- **What to do**
Transcribe the following entries word for word. End with the line where "available port found" appears.

Collected data entries
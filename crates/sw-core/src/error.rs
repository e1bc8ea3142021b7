use thiserror::Error;

#[derive(Debug, Error)]
pub enum ProjectError {
    #[error("project not found")]
    NotFound,
    #[error("invalid input: {message}")]
    InvalidInput { message: String },
}

#[derive(Debug, Error)]
pub enum ReviewError {
    #[error("review not found")]
    NotFound,
    #[error("invalid input: {message}")]
    InvalidInput { message: String },
}

#[derive(Debug, Error)]
pub enum MessageError {
    #[error("invalid input: {message}")]
    InvalidInput { message: String },
}

#[derive(Debug, Error)]
pub enum InfraError {
    #[error("container operation failed: {message}")]
    ContainerFailed { message: String },
    #[error("database did not become ready after {attempts} attempts")]
    NotReady { attempts: u32 },
    #[error("no available port found in range {start}-{end}")]
    NoAvailablePort { start: u16, end: u16 },
    #[error("io error: {message}")]
    Io { message: String },
    #[error("invalid input: {message}")]
    InvalidInput { message: String },
}

#[derive(Debug, Error)]
pub enum DataError {
    #[error("no database found for project")]
    DatabaseNotFound,
    #[error("destructive queries are not allowed")]
    DestructiveQuery,
    #[error("query failed: {message}")]
    QueryFailed { message: String },
    #[error("connection failed: {message}")]
    ConnectionFailed { message: String },
}

#[derive(Debug, Error)]
pub enum ShipwrightError {
    #[error(transparent)]
    Project(#[from] ProjectError),
    #[error(transparent)]
    Review(#[from] ReviewError),
    #[error(transparent)]
    Message(#[from] MessageError),
    #[error(transparent)]
    Infra(#[from] InfraError),
    #[error(transparent)]
    Data(#[from] DataError),
    #[error("agent error: {message}")]
    Agent { message: String },
    #[error("internal error: {message}")]
    Internal { message: String },
}

impl From<sw_agent::AgentError> for ShipwrightError {
    fn from(value: sw_agent::AgentError) -> Self {
        ShipwrightError::Agent {
            message: value.to_string(),
        }
    }
}
pub mod cli;
pub mod gateway;
pub mod types;

pub use cli::{CliAgent, CliChat};
pub use gateway::{AgentGateway, ChatGateway};
pub use types::{AgentError, AgentEvent, AgentMode, ChatSignal, PromptRequest};
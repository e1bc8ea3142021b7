use std::fs::{self, OpenOptions};
use std::path::{Path, PathBuf};
use sw_core::error::InfraError;
use sw_core::types::{DatabaseConfig, ProjectId};

/// Locations checked for an existing database file, in priority order.
const CANDIDATE_PATHS: &[&str] = &[
    "data/dev.db",
    "prisma/dev.db",
    "dev.db",
    "database.db",
    "backend/data/dev.db",
    "backend/prisma/dev.db",
];

/// Creates (touches) the database file under `data/`. Idempotent.
pub fn create_for_project(
    project_id: &ProjectId,
    project_path: &Path,
) -> Result<DatabaseConfig, InfraError> {
    let data_dir = project_path.join("data");
    let db_path = data_dir.join("dev.db");

    tracing::info!(project_id = %project_id, "creating sqlite database");

    fs::create_dir_all(&data_dir).map_err(|err| InfraError::Io {
        message: err.to_string(),
    })?;
    OpenOptions::new()
        .create(true)
        .append(true)
        .open(&db_path)
        .map_err(|err| InfraError::Io {
            message: err.to_string(),
        })?;

    tracing::info!(path = %db_path.display(), "sqlite database created");

    Ok(DatabaseConfig::Sqlite {
        url: format!("file:{}", db_path.display()),
        file_path: db_path,
    })
}

pub fn find_database_path(project_path: &Path) -> Option<PathBuf> {
    CANDIDATE_PATHS
        .iter()
        .map(|candidate| project_path.join(candidate))
        .find(|path| path.is_file())
}

pub fn get_config(project_path: &Path) -> Option<DatabaseConfig> {
    let db_path = find_database_path(project_path)?;
    Some(DatabaseConfig::Sqlite {
        url: format!("file:{}", db_path.display()),
        file_path: db_path,
    })
}

/// Removes the database file plus any journal sidecars.
pub fn delete(project_path: &Path) -> Result<(), InfraError> {
    let Some(db_path) = find_database_path(project_path) else {
        return Ok(());
    };

    tracing::info!(path = %db_path.display(), "deleting sqlite database");
    fs::remove_file(&db_path).map_err(|err| InfraError::Io {
        message: err.to_string(),
    })?;
    for suffix in ["-journal", "-wal", "-shm"] {
        let sidecar = PathBuf::from(format!("{}{suffix}", db_path.display()));
        let _ = fs::remove_file(sidecar);
    }
    Ok(())
}

pub fn size(project_path: &Path) -> Option<u64> {
    let db_path = find_database_path(project_path)?;
    fs::metadata(db_path).ok().map(|meta| meta.len())
}

#[cfg(test)]
mod tests {
    use super::*;
    use tempfile::tempdir;

    #[test]
    fn test_create_is_idempotent_and_discoverable() {
        let dir = tempdir().unwrap();
        let id = ProjectId::generate();

        let first = create_for_project(&id, dir.path()).unwrap();
        let second = create_for_project(&id, dir.path()).unwrap();
        assert_eq!(first.url(), second.url());

        let found = find_database_path(dir.path()).unwrap();
        assert_eq!(found, dir.path().join("data/dev.db"));
        assert!(first.url().starts_with("file:"));
    }

    #[test]
    fn test_candidate_priority_prefers_data_dir() {
        let dir = tempdir().unwrap();
        fs::create_dir_all(dir.path().join("data")).unwrap();
        fs::create_dir_all(dir.path().join("prisma")).unwrap();
        fs::write(dir.path().join("prisma/dev.db"), b"").unwrap();
        fs::write(dir.path().join("data/dev.db"), b"").unwrap();

        let found = find_database_path(dir.path()).unwrap();
        assert_eq!(found, dir.path().join("data/dev.db"));
    }

    #[test]
    fn test_delete_removes_file_and_sidecars() {
        let dir = tempdir().unwrap();
        fs::write(dir.path().join("dev.db"), b"").unwrap();
        fs::write(dir.path().join("dev.db-wal"), b"").unwrap();
        fs::write(dir.path().join("dev.db-shm"), b"").unwrap();

        delete(dir.path()).unwrap();
        assert!(!dir.path().join("dev.db").exists());
        assert!(!dir.path().join("dev.db-wal").exists());
        assert!(!dir.path().join("dev.db-shm").exists());
    }

    #[test]
    fn test_delete_without_database_is_noop() {
        let dir = tempdir().unwrap();
        delete(dir.path()).unwrap();
    }

    #[test]
    fn test_size_reports_file_length() {
        let dir = tempdir().unwrap();
        fs::write(dir.path().join("dev.db"), b"12345").unwrap();
        assert_eq!(size(dir.path()), Some(5));
        let empty = tempdir().unwrap();
        assert_eq!(size(empty.path()), None);
    }
}
use crate::middleware::correlation::CorrelationId;
use crate::routes::error::map_error;
use crate::sse;
use crate::AppState;
use axum::extract::{Path, State};
use axum::response::{IntoResponse, Response};
use axum::routing::{get, post};
use axum::{Extension, Json, Router};
use serde::Deserialize;
use sw_core::error::ReviewError;
use sw_core::types::{MessageId, ProjectId, Review, ReviewId, ToolActivity};
use sw_core::{BuildCompleteEvent, ShipwrightError, TriggeredReview};
use utoipa::ToSchema;

pub fn router(state: AppState) -> Router {
    Router::new()
        .route("/projects/{id}/build-complete", post(build_complete))
        .route("/projects/{id}/reviews/trigger", post(trigger_review))
        .route("/projects/{id}/reviews", get(list_reviews))
        .route(
            "/projects/{id}/reviews/{review_id}",
            get(get_review),
        )
        .route("/projects/{id}/reviews/subscribe", get(subscribe))
        .with_state(state)
}

#[derive(Debug, Deserialize, ToSchema)]
#[serde(rename_all = "camelCase")]
pub struct BuildCompleteInput {
    pub message_id: String,
    #[serde(default)]
    pub tool_activities: Vec<ToolActivity>,
}

fn parse_project_id(id: String) -> Result<ProjectId, ShipwrightError> {
    ProjectId::new(id).map_err(|err| {
        ShipwrightError::Review(ReviewError::InvalidInput {
            message: err.to_string(),
        })
    })
}

#[utoipa::path(
    post,
    path = "/api/projects/{id}/build-complete",
    request_body = BuildCompleteInput,
    params(("id" = String, Path, description = "Project ID")),
    responses((status = 204))
)]
pub(crate) async fn build_complete(
    State(state): State<AppState>,
    Extension(correlation): Extension<CorrelationId>,
    Path(id): Path<String>,
    Json(input): Json<BuildCompleteInput>,
) -> Response {
    let project_id = match parse_project_id(id) {
        Ok(value) => value,
        Err(err) => return map_error(&err, Some(correlation.0)).into_response(),
    };
    let message_id = match MessageId::new(input.message_id) {
        Ok(value) => value,
        Err(err) => {
            return map_error(
                &ShipwrightError::Review(ReviewError::InvalidInput {
                    message: err.to_string(),
                }),
                Some(correlation.0),
            )
            .into_response();
        }
    };
    let event = BuildCompleteEvent {
        project_id,
        message_id,
        tool_activities: input.tool_activities,
    };
    match state.architect.handle_build_complete(event).await {
        Ok(()) => axum::http::StatusCode::NO_CONTENT.into_response(),
        Err(err) => map_error(&err, Some(correlation.0)).into_response(),
    }
}

#[utoipa::path(
    post,
    path = "/api/projects/{id}/reviews/trigger",
    params(("id" = String, Path, description = "Project ID")),
    responses((status = 200, body = TriggeredReview))
)]
pub(crate) async fn trigger_review(
    State(state): State<AppState>,
    Extension(correlation): Extension<CorrelationId>,
    Path(id): Path<String>,
) -> Response {
    let project_id = match parse_project_id(id) {
        Ok(value) => value,
        Err(err) => return map_error(&err, Some(correlation.0)).into_response(),
    };
    match state.architect.trigger_review(&project_id, None).await {
        Ok(triggered) => Json(triggered).into_response(),
        Err(err) => map_error(&err, Some(correlation.0)).into_response(),
    }
}

#[utoipa::path(
    get,
    path = "/api/projects/{id}/reviews",
    params(("id" = String, Path, description = "Project ID")),
    responses((status = 200, body = Vec<Review>))
)]
pub(crate) async fn list_reviews(
    State(state): State<AppState>,
    Extension(correlation): Extension<CorrelationId>,
    Path(id): Path<String>,
) -> Response {
    let project_id = match parse_project_id(id) {
        Ok(value) => value,
        Err(err) => return map_error(&err, Some(correlation.0)).into_response(),
    };
    match state.architect.list_reviews(&project_id) {
        Ok(reviews) => Json(reviews).into_response(),
        Err(err) => map_error(&err, Some(correlation.0)).into_response(),
    }
}

#[utoipa::path(
    get,
    path = "/api/projects/{id}/reviews/{review_id}",
    params(
        ("id" = String, Path, description = "Project ID"),
        ("review_id" = String, Path, description = "Review ID")
    ),
    responses((status = 200, body = Review), (status = 404))
)]
pub(crate) async fn get_review(
    State(state): State<AppState>,
    Extension(correlation): Extension<CorrelationId>,
    Path((id, review_id)): Path<(String, String)>,
) -> Response {
    let project_id = match parse_project_id(id) {
        Ok(value) => value,
        Err(err) => return map_error(&err, Some(correlation.0)).into_response(),
    };
    let review_id = match ReviewId::new(review_id) {
        Ok(value) => value,
        Err(err) => {
            return map_error(
                &ShipwrightError::Review(ReviewError::InvalidInput {
                    message: err.to_string(),
                }),
                Some(correlation.0),
            )
            .into_response();
        }
    };
    match state.architect.get_review(&project_id, &review_id) {
        Ok(review) => Json(review).into_response(),
        Err(err) => map_error(&err, Some(correlation.0)).into_response(),
    }
}

#[utoipa::path(
    get,
    path = "/api/projects/{id}/reviews/subscribe",
    params(("id" = String, Path, description = "Project ID")),
    responses((status = 200, description = "SSE stream of review events"))
)]
pub(crate) async fn subscribe(State(state): State<AppState>, Path(id): Path<String>) -> Response {
    let project_id = match parse_project_id(id) {
        Ok(value) => value,
        Err(err) => return map_error(&err, None).into_response(),
    };
    sse::subscribe(&state, &project_id).await
}
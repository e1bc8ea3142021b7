use crate::types::enums::MessageRole;
use crate::types::ids::{MessageId, ProjectId};
use chrono::{DateTime, Utc};
use serde::{Deserialize, Serialize};
use serde_json::Value;
use utoipa::ToSchema;

/// One entry in a project's conversation log.
#[derive(Debug, Clone, PartialEq, Serialize, Deserialize, ToSchema)]
#[serde(rename_all = "camelCase")]
pub struct Message {
    pub id: MessageId,
    pub project_id: ProjectId,
    pub role: MessageRole,
    pub content: String,
    #[serde(default, skip_serializing_if = "Option::is_none")]
    pub metadata: Option<Value>,
    pub created_at: DateTime<Utc>,
}
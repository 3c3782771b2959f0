use async_trait::async_trait;
use chrono::Utc;
use futures::TryStreamExt;
use mongodb::bson::Document;
use mongodb::error::{
    Error as DatabaseError, TRANSIENT_TRANSACTION_ERROR, UNKNOWN_TRANSACTION_COMMIT_RESULT,
};
use mongodb::options::FindOptions;
use mongodb::{bson, Client, ClientSession, Collection, Database};
use tracing::{debug, warn};

use crate::error::Error;

use super::{Campaign, CampaignId};

pub const CAMPAIGNS: &str = "campaigns";

/// How many times an activation transaction is attempted when the server
/// reports a transient conflict.
pub const MAX_TRANSACTION_ATTEMPTS: u32 = 5;

/// Durable storage for campaigns.
///
/// Implementations must keep at most one campaign active at any committed
/// point; `activate_campaign_exclusively` is the only way a campaign becomes
/// active.
#[async_trait]
pub trait CampaignStore: Send + Sync {
    async fn insert_campaign(&self, campaign: &Campaign) -> Result<(), Error>;

    /// All campaigns, newest first.
    async fn fetch_campaigns(&self) -> Result<Vec<Campaign>, Error>;

    async fn fetch_campaign_by_id(
        &self,
        campaign_id: CampaignId,
    ) -> Result<Option<Campaign>, Error>;

    async fn fetch_active_campaign(&self) -> Result<Option<Campaign>, Error>;

    /// Whether `campaign_id` exists and is the active campaign, without
    /// loading its artifact.
    async fn is_campaign_active(&self, campaign_id: CampaignId) -> Result<bool, Error>;

    /// Deactivates every campaign and activates `campaign_id` as one atomic
    /// unit. Fails with `Error::CampaignNotFound` and changes nothing if the
    /// campaign does not exist; any other error leaves the outcome unknown.
    async fn activate_campaign_exclusively(&self, campaign_id: CampaignId) -> Result<(), Error>;

    async fn delete_campaign(&self, campaign_id: CampaignId) -> Result<(), Error>;
}

/// Checks that the deployment can run multi-document transactions and
/// creates the collection's indexes.
pub async fn initialize(db: &Database) -> Result<(), Error> {
    let hello = db.run_command(bson::doc! { "hello": 1 }, None).await?;
    if !supports_transactions(&hello) {
        return Err(Error::InvalidConfiguration {
            key: "DATABASE_URL",
            reason: "campaign activation needs transactions, which require a replica set or \
                     sharded cluster; use a single-node replica set or DATABASE_URL=memory"
                .to_string(),
        });
    }

    db.run_command(
        bson::doc! {
            "createIndexes": CAMPAIGNS,
            "indexes": [
                {
                    "key": { "active": 1 },
                    "name": "unique_active",
                    "unique": true,
                    "partialFilterExpression": { "active": true },
                },
                { "key": { "created_at": -1 }, "name": "by_created_at" },
            ]
        },
        None,
    )
    .await?;

    Ok(())
}

/// Replica set members report `setName`, mongos routers report
/// `msg: "isdbgrid"`. Standalone servers have neither.
fn supports_transactions(hello: &Document) -> bool {
    hello.contains_key("setName") || hello.get_str("msg").map_or(false, |msg| msg == "isdbgrid")
}

fn is_transient(err: &DatabaseError) -> bool {
    err.contains_label(TRANSIENT_TRANSACTION_ERROR)
}

#[derive(Debug, Clone)]
pub struct MongoCampaignStore {
    client: Client,
    campaigns: Collection<Campaign>,
}

impl MongoCampaignStore {
    pub fn new(client: Client, db: &Database) -> MongoCampaignStore {
        MongoCampaignStore {
            client,
            campaigns: db.collection(CAMPAIGNS),
        }
    }

    /// One attempt at exclusive activation. Returns whether the campaign
    /// existed; when it did not the transaction is aborted.
    async fn run_activation(
        &self,
        session: &mut ClientSession,
        campaign_id: CampaignId,
    ) -> Result<bool, DatabaseError> {
        let now = bson::DateTime::from_chrono(Utc::now());

        session.start_transaction(None).await?;

        self.campaigns
            .update_many_with_session(
                bson::doc! { "active": true },
                bson::doc! { "$set": { "active": false, "modified_at": now } },
                None,
                session,
            )
            .await?;

        let result = self
            .campaigns
            .update_one_with_session(
                bson::doc! { "_id": campaign_id },
                bson::doc! { "$set": { "active": true, "modified_at": now } },
                None,
                session,
            )
            .await?;

        if result.matched_count == 0 {
            session.abort_transaction().await?;
            return Ok(false);
        }

        loop {
            match session.commit_transaction().await {
                Err(err) if err.contains_label(UNKNOWN_TRANSACTION_COMMIT_RESULT) => {
                    warn!(error = %err, "commit outcome unknown, retrying commit");
                }
                result => return result.map(|()| true),
            }
        }
    }
}

#[async_trait]
impl CampaignStore for MongoCampaignStore {
    #[tracing::instrument(skip(self, campaign), fields(campaign_id = %campaign.id))]
    async fn insert_campaign(&self, campaign: &Campaign) -> Result<(), Error> {
        self.campaigns.insert_one(campaign, None).await?;

        Ok(())
    }

    #[tracing::instrument(skip(self))]
    async fn fetch_campaigns(&self) -> Result<Vec<Campaign>, Error> {
        let options = FindOptions::builder()
            .sort(bson::doc! { "created_at": -1 })
            .build();

        let campaigns: Vec<Campaign> = self
            .campaigns
            .find(bson::doc! {}, options)
            .await?
            .try_collect()
            .await?;

        Ok(campaigns)
    }

    #[tracing::instrument(skip(self))]
    async fn fetch_campaign_by_id(
        &self,
        campaign_id: CampaignId,
    ) -> Result<Option<Campaign>, Error> {
        let campaign = self
            .campaigns
            .find_one(bson::doc! { "_id": campaign_id }, None)
            .await?;

        Ok(campaign)
    }

    #[tracing::instrument(skip(self))]
    async fn fetch_active_campaign(&self) -> Result<Option<Campaign>, Error> {
        let campaign = self
            .campaigns
            .find_one(bson::doc! { "active": true }, None)
            .await?;

        Ok(campaign)
    }

    #[tracing::instrument(skip(self))]
    async fn is_campaign_active(&self, campaign_id: CampaignId) -> Result<bool, Error> {
        let count = self
            .campaigns
            .count_documents(bson::doc! { "_id": campaign_id, "active": true }, None)
            .await?;

        Ok(count > 0)
    }

    #[tracing::instrument(skip(self))]
    async fn activate_campaign_exclusively(&self, campaign_id: CampaignId) -> Result<(), Error> {
        let mut session = self.client.start_session(None).await?;

        let mut attempt = 1;
        loop {
            match self.run_activation(&mut session, campaign_id).await {
                Ok(true) => return Ok(()),
                Ok(false) => return Err(Error::CampaignNotFound { campaign_id }),
                Err(err) if is_transient(&err) && attempt < MAX_TRANSACTION_ATTEMPTS => {
                    debug!(attempt, error = %err, "retrying activation transaction");
                    if let Err(err) = session.abort_transaction().await {
                        debug!(error = %err, "transaction was already aborted");
                    }
                    attempt += 1;
                }
                Err(err) => return Err(err.into()),
            }
        }
    }

    #[tracing::instrument(skip(self))]
    async fn delete_campaign(&self, campaign_id: CampaignId) -> Result<(), Error> {
        self.campaigns
            .delete_one(bson::doc! { "_id": campaign_id }, None)
            .await?;

        Ok(())
    }
}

- **Solved problem**
filename crates/sw-core/src/error.rs
repository e1bc8ea3142021b7
use thiserror::Error;

#[derive(Debug, Error)]
pub enum ProjectError {
    #[error("project not found")]
    NotFound,
    #[error("invalid input: {message}")]
    InvalidInput { message: String },
}

#[derive(Debug, Error)]
pub enum ReviewError {
    #[error("review not found")]
    NotFound,
    #[error("invalid input: {message}")]
    InvalidInput { message: String },
}

#[derive(Debug, Error)]
pub enum MessageError {
    #[error("invalid input: {message}")]
    InvalidInput { message: String },
}

#[derive(Debug, Error)]
pub enum InfraError {
    #[error("container operation failed: {message}")]
    ContainerFailed { message: String },
    #[error("database did not become ready after {attempts} attempts")]
    NotReady { attempts: u32 },
    #[error("no available port found in range {start}-{end}")]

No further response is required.